According to Ravel, a Democrat appointed by President Barack Obama, that preliminary look could include examining existing campaign finance records already filed by the NRA, but won’t involve requesting new documents from the group.*

“There is no evidence gathering from the NRA, as a preliminary matter,” she said. “This would be highly unusual.”

And Ravel said it’s an extreme long-shot that the panel, which currently includes two appointees from each party, would vote to open a full-blown investigation.

“It would take everybody to agree to do it, which is highly unlikely,” said Ravel, who has publicly criticized the FEC’s Republican members for what she views as their unwillingness to enforce campaign finance laws.

Brad Woodhouse, the treasurer of ADLF and a long-time Democratic operative, provided to TPM the FEC’s response letter. The letter confirms receipt of the complaint, and lays out the process to determine whether the agency will open a formal probe.

“To the extent that Federal Election Commission is looking into this, we’re obviously pleased,” Woodhouse told TPM in a Monday phone call. “All of these financial transactions and relationships between the Trump campaign and Russia are presumably part of Mueller’s investigation, but this very specific allegation that we outlined in our complaint, that the NRA accepted illegal foreign money to do election activities in support of President Trump, is quite firmly an issue for the Federal Election Commission to investigate.”

“We hope that what we received from them, while probably standard, means they are taking this seriously and planning to investigate,” Woodhouse added.

It’s possible that Politico, which reported that the FEC was looking into the matter, has information suggesting that the agency is taking a more serious look than is typical into the issue.

The FEC cannot by law confirm or deny the existence of pending investigations.

“As you probably know, the Commissioners have to vote at many junctures when considering an enforcement matter, including a vote to authorize an investigation,” an agency spokesperson told TPM in a statement. “That vote would take place only after the Office of General Counsel produces a report on the allegations — after respondents have been given an opportunity to respond to those allegations — and recommendations on how to handle the matter.”

In fact, that explanation downplays the complexity of the process.

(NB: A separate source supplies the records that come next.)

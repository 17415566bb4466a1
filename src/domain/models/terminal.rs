//! Pooled terminal session model.

use chrono::{DateTime, Utc};
use serde::{Deserialize, Serialize};
use std::fmt;
use uuid::Uuid;

/// Lifecycle state of a pooled terminal session.
#[derive(Debug, Clone, Copy, PartialEq, Eq, Serialize, Deserialize)]
#[serde(rename_all = "snake_case")]
pub enum TerminalState {
    Available,
    Leased,
    Recycling,
    Dead,
}

impl fmt::Display for TerminalState {
    fn fmt(&self, f: &mut fmt::Formatter<'_>) -> fmt::Result {
        match self {
            Self::Available => write!(f, "available"),
            Self::Leased => write!(f, "leased"),
            Self::Recycling => write!(f, "recycling"),
            Self::Dead => write!(f, "dead"),
        }
    }
}

/// A reusable execution session owned by the terminal pool and leased
/// (never owned) by whichever task/agent pairing is currently executing.
#[derive(Debug, Clone, Serialize, Deserialize)]
pub struct Terminal {
    pub id: Uuid,
    pub state: TerminalState,
    /// Number of completed leases; terminal is recycled once this
    /// reaches the configured threshold.
    pub use_count: u32,
    pub created_at: DateTime<Utc>,
    pub last_health_check_at: Option<DateTime<Utc>>,
}

impl Terminal {
    pub fn new() -> Self {
        Self {
            id: Uuid::new_v4(),
            state: TerminalState::Available,
            use_count: 0,
            created_at: Utc::now(),
            last_health_check_at: None,
        }
    }

    /// Mark leased.
    pub fn lease(&mut self) {
        self.state = TerminalState::Leased;
    }

    /// Record a completed lease. Returns true when the terminal has hit
    /// the recycle threshold and must be destroyed and recreated.
    pub fn record_use(&mut self, recycle_threshold: u32) -> bool {
        self.use_count += 1;
        if self.use_count >= recycle_threshold {
            self.state = TerminalState::Recycling;
            true
        } else {
            self.state = TerminalState::Available;
            false
        }
    }

    /// Record a health check observation.
    pub fn record_health_check(&mut self, healthy: bool) {
        self.last_health_check_at = Some(Utc::now());
        if !healthy {
            self.state = TerminalState::Dead;
        }
    }
}

impl Default for Terminal {
    fn default() -> Self {
        Self::new()
    }
}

Most FEC investigations start with a complaint, which is referred to a body in the general counsel’s office — known as the Complaints Examination & Legal Administration (CELA) office — for processing. Complainants receive notification that their documents have been filed — that’s the letter Woodhouse received — while respondents receive a heads up and are given a 15-day period in which they can provide evidence challenging the complaint’s validity. If it moves forward, CELA decides where the complaint should be prioritized among the long list of matters already awaiting FEC consideration.

The general counsel’s office then spends considerable time gathering facts and putting together a report laying out a recommendation for whether or not there is “reason to believe” the respondent has violated or is about to violate election law. Finally, the commission votes on whether to initiate a full investigation.

The chronically short-staffed agency is currently down two commissioners. Republican Lee Goodman resigned abruptly in February, leaving only two Republicans and two Democrats on what is typically a six-person panel. At least four commissioners need to vote together in order for any probe to get underway.

The FEC is notoriously hamstrung by partisan bias and averse to involving itself in high-profile, partisan legal matters. The ADLF’s complaint touches on red-hot issues including the federal Russia probe, the funding sources of the country’s largest gun lobby, the 2016 presidential campaign, and dark money ads.

Still, the agency is only one potential avenue for probing whether the NRA received Russian money and used it for political ends. McClatchy has reported that the FBI is investigating the issue. And Democrats in the Senate and House have asked questions of the gun group.

*This sentence has been edited to clarify the FEC’s process.